Il baissa ses yeux sur le sol qui défilait sous ses pas en laissant son esprit se perdre un peu plus si c'était possible. La douleur persistante dans sa gorge ainsi que le sifflement de celle-ci n'étaient devenus plus que des bruits de fond incapables de le détourner du centre de ses pensées qui était étrangement tellement séduisant qu'il n'arrivait pas à s'en préoccuper plus que de nécessaire. Penser à lui à longueur de journée était devenu tellement habituel, tellement quotidien qu'il n'arrivait plus à s'en inquiéter, à s'en surprendre. Au contraire, penser à autre chose qu'à lui, peu importe le sentiment et l'émotion motivant ses pensées, était un signe plus alarmant. D'une façon ou d'une autre, en dix ans d'émotions trop puissantes et de douleur interne, de transformations, de régressions et peut-être un peu d'acceptation, il n'avait jamais vécu loin de l'idée de Jungkook. Loin de toutes ces pensées, loin de tous ses mirages, loin de tous ses fantasmes et loin de toutes ces petites choses qui le renvoyaient dix ans en arrière, lorsqu'il était tombé pour la première fois sur le compte instagram de ce jeune garçon un peu trop perdu et qui n'avait jamais réussi à accepter.
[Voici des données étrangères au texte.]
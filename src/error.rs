use thiserror::Error;

use scylla::transport::errors::{NewSessionError, QueryError};

/// Errors surfaced by the middleware.
///
/// Driver-level failures (`QueryError`, `NewSessionError`) are forwarded
/// verbatim and untranslated; no retry happens at this layer.
#[derive(Debug, Error)]
pub enum CqlMiddlewareDbError {
    #[error(transparent)]
    QueryError(#[from] QueryError),

    #[error(transparent)]
    SessionError(#[from] NewSessionError),

    #[error("Invalid argument: {0}")]
    InvalidArgument(String),

    #[error("No row found in {table} for {key}")]
    NotFound { table: String, key: String },

    #[error("Configuration error: {0}")]
    ConfigError(String),

    #[error("Connection error: {0}")]
    ConnectionError(String),

    #[error("Parameter conversion error: {0}")]
    ParameterError(String),

    #[error("CQL execution error: {0}")]
    ExecutionError(String),

    #[error("Other database error: {0}")]
    Other(String),
}

impl CqlMiddlewareDbError {
    /// Whether this error came from the underlying driver rather than from
    /// argument validation or result normalization in this layer.
    #[must_use]
    pub fn is_driver_error(&self) -> bool {
        matches!(self, Self::QueryError(_) | Self::SessionError(_))
    }
}
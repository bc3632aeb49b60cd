use cql_middleware::prelude::*;
use tokio::runtime::Runtime;

mod common;
use common::{MockDriver, result_set};

#[test]
fn find_by_id_projects_all_columns_when_none_given() {
    let rt = Runtime::new().unwrap();
    rt.block_on(async {
        let driver = MockDriver::new();
        driver.push_result(Ok(result_set(
            &["id", "name"],
            vec![vec![RowValues::Int(1), RowValues::Text("a".to_string())]],
        )));
        let client = CqlClient::with_driver(driver.clone());

        let key = KeyValue::new("id", RowValues::Int(1));
        let row = client.find_by_id("users", &key, None).await.unwrap();

        let calls = driver.execute_calls();
        assert_eq!(calls.len(), 1);
        assert_eq!(calls[0].query, "SELECT * FROM users WHERE id = ?");
        assert_eq!(calls[0].params, vec![RowValues::Int(1)]);
        assert_eq!(row.get("name"), Some(&RowValues::Text("a".to_string())));
    });
}

#[test]
fn find_by_id_projects_named_columns_in_order() {
    let rt = Runtime::new().unwrap();
    rt.block_on(async {
        let driver = MockDriver::new();
        driver.push_result(Ok(result_set(
            &["name", "age"],
            vec![vec![RowValues::Text("a".to_string()), RowValues::Int(30)]],
        )));
        let client = CqlClient::with_driver(driver.clone());

        let key = KeyValue::new("id", RowValues::Int(1));
        client
            .find_by_id("users", &key, Some(&["name", "age"]))
            .await
            .unwrap();

        let calls = driver.execute_calls();
        assert_eq!(calls[0].query, "SELECT name, age FROM users WHERE id = ?");
    });
}

#[test]
fn find_by_id_rejects_empty_projection() {
    let rt = Runtime::new().unwrap();
    rt.block_on(async {
        let driver = MockDriver::new();
        let client = CqlClient::with_driver(driver.clone());

        let key = KeyValue::new("id", RowValues::Int(1));
        let err = client
            .find_by_id("users", &key, Some(&[]))
            .await
            .unwrap_err();

        assert!(matches!(err, CqlMiddlewareDbError::InvalidArgument(_)));
        assert!(driver.execute_calls().is_empty());
    });
}

#[test]
fn find_by_id_zero_rows_is_not_found_not_a_driver_error() {
    let rt = Runtime::new().unwrap();
    rt.block_on(async {
        let driver = MockDriver::new();
        driver.push_result(Ok(result_set(&["id"], vec![])));
        let client = CqlClient::with_driver(driver.clone());

        let key = KeyValue::new("id", RowValues::Int(99));
        let err = client.find_by_id("users", &key, None).await.unwrap_err();

        match err {
            CqlMiddlewareDbError::NotFound { table, key } => {
                assert_eq!(table, "users");
                assert_eq!(key, "id");
            }
            other => panic!("expected NotFound, got {other:?}"),
        }
    });
}

#[test]
fn find_by_id_keeps_only_the_first_of_multiple_rows() {
    let rt = Runtime::new().unwrap();
    rt.block_on(async {
        let driver = MockDriver::new();
        driver.push_result(Ok(result_set(
            &["id", "name"],
            vec![
                vec![RowValues::Int(1), RowValues::Text("first".to_string())],
                vec![RowValues::Int(1), RowValues::Text("second".to_string())],
            ],
        )));
        let client = CqlClient::with_driver(driver.clone());

        let key = KeyValue::new("id", RowValues::Int(1));
        let row = client.find_by_id("users", &key, None).await.unwrap();

        assert_eq!(row.get("name"), Some(&RowValues::Text("first".to_string())));
    });
}

#[test]
fn find_with_zero_rows_succeeds_with_empty_result() {
    let rt = Runtime::new().unwrap();
    rt.block_on(async {
        let driver = MockDriver::new();
        driver.push_result(Ok(result_set(&["id"], vec![])));
        let client = CqlClient::with_driver(driver.clone());

        let result = client
            .find("SELECT id FROM users WHERE age > ?", &[RowValues::Int(100)])
            .await
            .unwrap();

        assert_eq!(result.row_count(), 0);
        assert!(result.rows.is_empty());
    });
}

#[test]
fn find_passes_query_text_and_params_through() {
    let rt = Runtime::new().unwrap();
    rt.block_on(async {
        let driver = MockDriver::new();
        driver.push_result(Ok(result_set(
            &["id"],
            vec![vec![RowValues::Int(1)], vec![RowValues::Int(2)]],
        )));
        let client = CqlClient::with_driver(driver.clone());

        let result = client
            .find("SELECT id FROM users WHERE age > ?", &[RowValues::Int(18)])
            .await
            .unwrap();

        let calls = driver.execute_calls();
        assert_eq!(calls[0].query, "SELECT id FROM users WHERE age > ?");
        assert_eq!(calls[0].params, vec![RowValues::Int(18)]);
        assert!(calls[0].options.prepare);
        assert_eq!(result.row_count(), 2);
    });
}

#[test]
fn find_forwards_driver_error() {
    let rt = Runtime::new().unwrap();
    rt.block_on(async {
        let driver = MockDriver::new();
        driver.push_result(Err(CqlMiddlewareDbError::ExecutionError(
            "timeout".to_string(),
        )));
        let client = CqlClient::with_driver(driver.clone());

        let err = client
            .find("SELECT * FROM users", &[])
            .await
            .unwrap_err();
        assert!(matches!(err, CqlMiddlewareDbError::ExecutionError(msg) if msg == "timeout"));
    });
}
Ils s'étaient piégé tous les deux. C'était vrai. Mais plus que tout, ils s'étaient aidé d'une façon ou d'une autre. Il suffisait de regarder la beauté et la grandeur de l'écrivain, sa puissante, sa force et ses cris silencieux qui passaient à travers ses deux prunelles sombres. Il suffisait de le regarder lui, en entier, pour savoir que quelque chose de fondamental s'était passé et d'une façon ou d'une autre, Jimin avait son rôle à jouer là-dedans. Et aussi étrange que cette idée sonnait à ses oreilles, il savait qu'il avait aussi changé. Il s'était transformé tout en stagnant et c'était cet état déliquescent et inapte qui l'avait mué en un autre lui. Un autre lui qui semblait se révéler au fur et à mesure qu'il ne passait plus de temps avec ce grand brun qui lui donnait toute sorte de frissons dans le creux de son estomac. Il n'y avait pas de clé, il n'y avait pas de réponse pré-conçue, encore moins de solution divine ou d'épiphanie qui lui expliqueraient pourquoi. Pourquoi lui, pourquoi eux, pourquoi ce drôle de passé. Il n'était même pas sur de finalement vouloir réellement savoir pourquoi. Il ne voulait même pas connaître ces réponses. Les questions étaient bien trop belles pour qu'elles ne soient questionnées.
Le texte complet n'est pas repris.